Most people prefer to maintain consistent belief over time, even when the facts reveal their beliefs are wrong. We all walk around the world that we believe are correct. You are compelled to change your mind only when you confront reality that disconfirms your beliefs. But great investors do the two things that most of us do not. They seek information or views that are different than their own and they update beliefs when evidence suggests they should. Moreover they are actively open-minded. Actively open minded is defined as “the willingness to search actively for evidence against one’s favored beliefs, plans or goals and to weigh such evidence fairly when it is available. The best investors recognize that the world changes constantly and that all of the views that we hold are tenuous.

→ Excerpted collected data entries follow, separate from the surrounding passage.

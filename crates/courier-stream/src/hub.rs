//! Per-user broadcast channels.

use std::sync::atomic::{AtomicU64, Ordering};

use async_trait::async_trait;
use dashmap::DashMap;
use serde::Serialize;
use tokio::sync::broadcast;
use tracing::{debug, warn};

use courier_protocols::{Message, Notifier, UserId};

/// Fans messages out to the live streams of their owner.
pub struct StreamHub {
    channels: DashMap<UserId, broadcast::Sender<Message>>,
    capacity: usize,
    delivered: AtomicU64,
    dropped: AtomicU64,
}

/// Counters for [`StreamHub`].
#[derive(Debug, Clone, Copy, Default, PartialEq, Eq, Serialize)]
pub struct StreamStats {
    /// Messages pushed to at least one subscriber.
    pub delivered: u64,
    /// Messages for users with no subscriber.
    pub dropped: u64,
    /// Users with at least one open channel.
    pub users: usize,
}

impl StreamHub {
    /// Create a hub whose per-user channels hold `capacity` messages.
    pub fn new(capacity: usize) -> Self {
        Self {
            channels: DashMap::new(),
            capacity: capacity.max(1),
            delivered: AtomicU64::new(0),
            dropped: AtomicU64::new(0),
        }
    }

    /// Open a stream for `user_id`.
    pub fn subscribe(&self, user_id: UserId) -> Subscription {
        let receiver = self
            .channels
            .entry(user_id)
            .or_insert_with(|| broadcast::channel(self.capacity).0)
            .subscribe();
        debug!("New stream for user {}", user_id);
        Subscription { user_id, receiver }
    }

    /// Number of open streams for `user_id`.
    pub fn subscriber_count(&self, user_id: UserId) -> usize {
        self.channels
            .get(&user_id)
            .map(|tx| tx.receiver_count())
            .unwrap_or(0)
    }

    pub fn stats(&self) -> StreamStats {
        StreamStats {
            delivered: self.delivered.load(Ordering::Relaxed),
            dropped: self.dropped.load(Ordering::Relaxed),
            users: self.channels.len(),
        }
    }

    /// Push `message` to every stream of `owner`.
    ///
    /// Returns how many streams received it.
    pub fn push(&self, owner: UserId, message: Message) -> usize {
        let id = message.id;
        let sent = match self.channels.get(&owner) {
            Some(tx) => tx.send(message).unwrap_or(0),
            None => 0,
        };

        if sent == 0 {
            self.channels.remove_if(&owner, |_, tx| tx.receiver_count() == 0);
            self.dropped.fetch_add(1, Ordering::Relaxed);
            debug!("No stream open for user {}, message {} not pushed", owner, id);
        } else {
            self.delivered.fetch_add(1, Ordering::Relaxed);
            debug!("Pushed message {} to {} stream(s) of user {}", id, sent, owner);
        }
        sent
    }
}

impl Default for StreamHub {
    fn default() -> Self {
        Self::new(64)
    }
}

#[async_trait]
impl Notifier for StreamHub {
    async fn deliver(&self, owner: UserId, message: Message) {
        self.push(owner, message);
    }
}

/// One open stream of a user.
pub struct Subscription {
    user_id: UserId,
    receiver: broadcast::Receiver<Message>,
}

impl Subscription {
    pub fn user_id(&self) -> UserId {
        self.user_id
    }

    /// Wait for the next message. Returns `None` once the hub is gone.
    ///
    /// A subscriber that falls behind by more than the channel capacity
    /// skips the messages it missed.
    pub async fn recv(&mut self) -> Option<Message> {
        loop {
            match self.receiver.recv().await {
                Ok(message) => return Some(message),
                Err(broadcast::error::RecvError::Lagged(skipped)) => {
                    warn!("Stream of user {} lagged, {} message(s) skipped", self.user_id, skipped);
                }
                Err(broadcast::error::RecvError::Closed) => return None,
            }
        }
    }

    /// Take the next message if one is already queued.
    pub fn try_recv(&mut self) -> Option<Message> {
        loop {
            match self.receiver.try_recv() {
                Ok(message) => return Some(message),
                Err(broadcast::error::TryRecvError::Lagged(skipped)) => {
                    warn!("Stream of user {} lagged, {} message(s) skipped", self.user_id, skipped);
                }
                Err(_) => return None,
            }
        }
    }
}

#[cfg(test)]
#[path = "hub_tests.rs"]
mod tests;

 7) Beware of behavioral biases:

Intelligent quotient (IQ) measures mental skills that are real and helpful in cognitive tasks, and rationality quotient (RQ), the ability to make good decisions. The Overlap between these abilities is much lower than most people think. Warren Buffett “I always look at IQ and talent as representing the horsepower of the motor, but that the output- the efficiency with which that motor works depends on rationality. A lot of people state out with 400- horsepower motors but only get a hundred horse power of output. It is way better to have a 200- horsepower motor and get it all into output. Decisions by individuals depart from normative economic approaches in risky situations amid behavioral biases. RQ is very important.

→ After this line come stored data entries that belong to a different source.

//! Message flows.
//!
//! Every flow that changes a message's postponement or removes messages
//! goes through the scheduler first, then the store.

use std::sync::Arc;

use chrono::{DateTime, Utc};
use tracing::{info, warn};

use courier_protocols::{
    Application, ApplicationDirectory, ApplicationId, Message, MessageId, MessageStore, NewMessage,
    Notifier, UserId,
};
use courier_scheduler::Scheduler;

use crate::error::{ServiceError, ServiceResult};

/// Message operations for the request layer.
pub struct MessageService {
    store: Arc<dyn MessageStore>,
    directory: Arc<dyn ApplicationDirectory>,
    notifier: Arc<dyn Notifier>,
    scheduler: Scheduler,
}

impl MessageService {
    pub fn new(
        store: Arc<dyn MessageStore>,
        directory: Arc<dyn ApplicationDirectory>,
        notifier: Arc<dyn Notifier>,
        scheduler: Scheduler,
    ) -> Self {
        Self {
            store,
            directory,
            notifier,
            scheduler,
        }
    }

    pub fn scheduler(&self) -> &Scheduler {
        &self.scheduler
    }

    /// Create a message sent through `application_id`.
    ///
    /// A blank title becomes the application name and a missing priority the
    /// application's default. Postponed messages are scheduled, the rest are
    /// pushed to the owner right away. If scheduling fails the message stays
    /// stored with its postponement and is returned anyway.
    pub async fn create_message(
        &self,
        application_id: ApplicationId,
        mut message: NewMessage,
    ) -> ServiceResult<Message> {
        let application = self.application(application_id).await?;

        if message.title.trim().is_empty() {
            message.title = application.name.clone();
        }
        if message.priority.is_none() {
            message.priority = Some(application.default_priority);
        }

        let created = self.store.create(application_id, message, Utc::now()).await?;

        match created.postponed_at {
            Some(at) => {
                if let Err(e) = self.scheduler.schedule_message(created.id, at) {
                    warn!("Message {} stored but not scheduled: {}", created.id, e);
                }
            }
            None => {
                self.notifier.deliver(application.user_id, created.clone()).await;
            }
        }

        Ok(created)
    }

    /// Hold message `id` back until `at`, replacing any earlier postponement.
    ///
    /// If the new instant cannot be stored, the new job is cancelled again
    /// and the message is left unscheduled.
    pub async fn postpone_message(&self, id: MessageId, at: DateTime<Utc>) -> ServiceResult<Message> {
        if at <= Utc::now() {
            return Err(ServiceError::PostponeInPast(at));
        }
        let mut message = self.message(id).await?;

        self.scheduler.cancel_message_schedule(id);
        self.scheduler.schedule_message(id, at)?;
        if let Err(e) = self.store.set_postponement(id, Some(at)).await {
            self.scheduler.cancel_message_schedule(id);
            return Err(e.into());
        }

        info!("Message {} postponed until {}", id, at.to_rfc3339());
        message.postponed_at = Some(at);
        Ok(message)
    }

    /// Drop the postponement of message `id` without delivering it.
    pub async fn clear_postponement(&self, id: MessageId) -> ServiceResult<Message> {
        let mut message = self.message(id).await?;

        self.scheduler.cancel_message_schedule(id);
        self.store.clear_postponement(id).await?;

        message.postponed_at = None;
        Ok(message)
    }

    pub async fn delete_message(&self, id: MessageId) -> ServiceResult<()> {
        self.message(id).await?;

        self.scheduler.cancel_message_schedule(id);
        self.store.delete(id).await?;
        Ok(())
    }

    /// Delete every message of an application. Returns how many were deleted.
    pub async fn delete_application_messages(&self, application_id: ApplicationId) -> ServiceResult<u64> {
        self.application(application_id).await?;

        self.scheduler.cancel_application_schedule(application_id).await?;
        let deleted = self.store.delete_by_application(application_id).await?;

        info!("Deleted {} message(s) of application {}", deleted, application_id);
        Ok(deleted)
    }

    /// Delete every message of every application owned by `user_id`.
    pub async fn delete_user_messages(&self, user_id: UserId) -> ServiceResult<u64> {
        self.scheduler.cancel_user_schedule(user_id).await?;

        let mut deleted = 0;
        for application in self.directory.applications_owned_by(user_id).await? {
            deleted += self.store.delete_by_application(application.id).await?;
        }

        info!("Deleted {} message(s) of user {}", deleted, user_id);
        Ok(deleted)
    }

    async fn message(&self, id: MessageId) -> ServiceResult<Message> {
        self.store
            .get(id)
            .await?
            .ok_or_else(|| ServiceError::NotFound(format!("message {}", id)))
    }

    async fn application(&self, id: ApplicationId) -> ServiceResult<Application> {
        self.directory
            .get_application(id)
            .await?
            .ok_or_else(|| ServiceError::NotFound(format!("application {}", id)))
    }
}

#[cfg(test)]
#[path = "service_tests.rs"]
mod tests;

 8) Know the difference between information and influence

Investing is inherently social exercise. Price can go from being a source of information to a source of influence. This has happened many times in the history. Take the dotcom boom as an example. As internet stocks rose, investors who owned the shares got rich on paper. This exerted influence on those who did not own the shares and many of them needed up suspending belief and buying as well. This fed the process. The rapid rise of the dotcom sector was less about grounded expectations about how the internet would change business and more about getting on board. Negative feedback ceded to positive feedback, which pushes the system away from the prior state. Great investors don’t get sucked into the vortex of influence. This requires the trait of not caring what others think of you, which is not natural to humans. Indeed many successful investors have a skill that is very valuable in investing but not so valuable in life: a blatant disregard for the views of others.

 9) Position sizing (maximizing pay off from the edge)

Success in investing has two parts finding edge and fully taking advantage of it through proper position sizing. Almost all investment firms focus on edge, while position sizing generally gets much less attention. Proper portfolio construction requires specifying a goal (maximum sum for one period or parlayed bets), identifying an opportunity set (lot of small edge or lumpy but large edge), and considering the constraints (liquidity, drawdowns, leverage). Answer to these questions suggests an appropriate policy regarding position sizing and portfolio construction. Astute investors understand that finding edge and betting on it appropriately are both essential to long-term success.

 10) Read (and keep an open mind)

Great investors generally practice few habits with regard to their reading. First they allocate time to it. Warren Buffet has suggested that he dedicates 80 percent of his working day to reading. Good readers tend to take on material across a wide spectrum of disciplines. Don’t just read in business and finance. Expand the scope into new domains or fields. Follow your curiosity. Make a point of reading material you do not necessarily agree with. Find a thoughtful person who holds a view different than yours, and then read his or her case carefully. This contributes to being actively open-minded.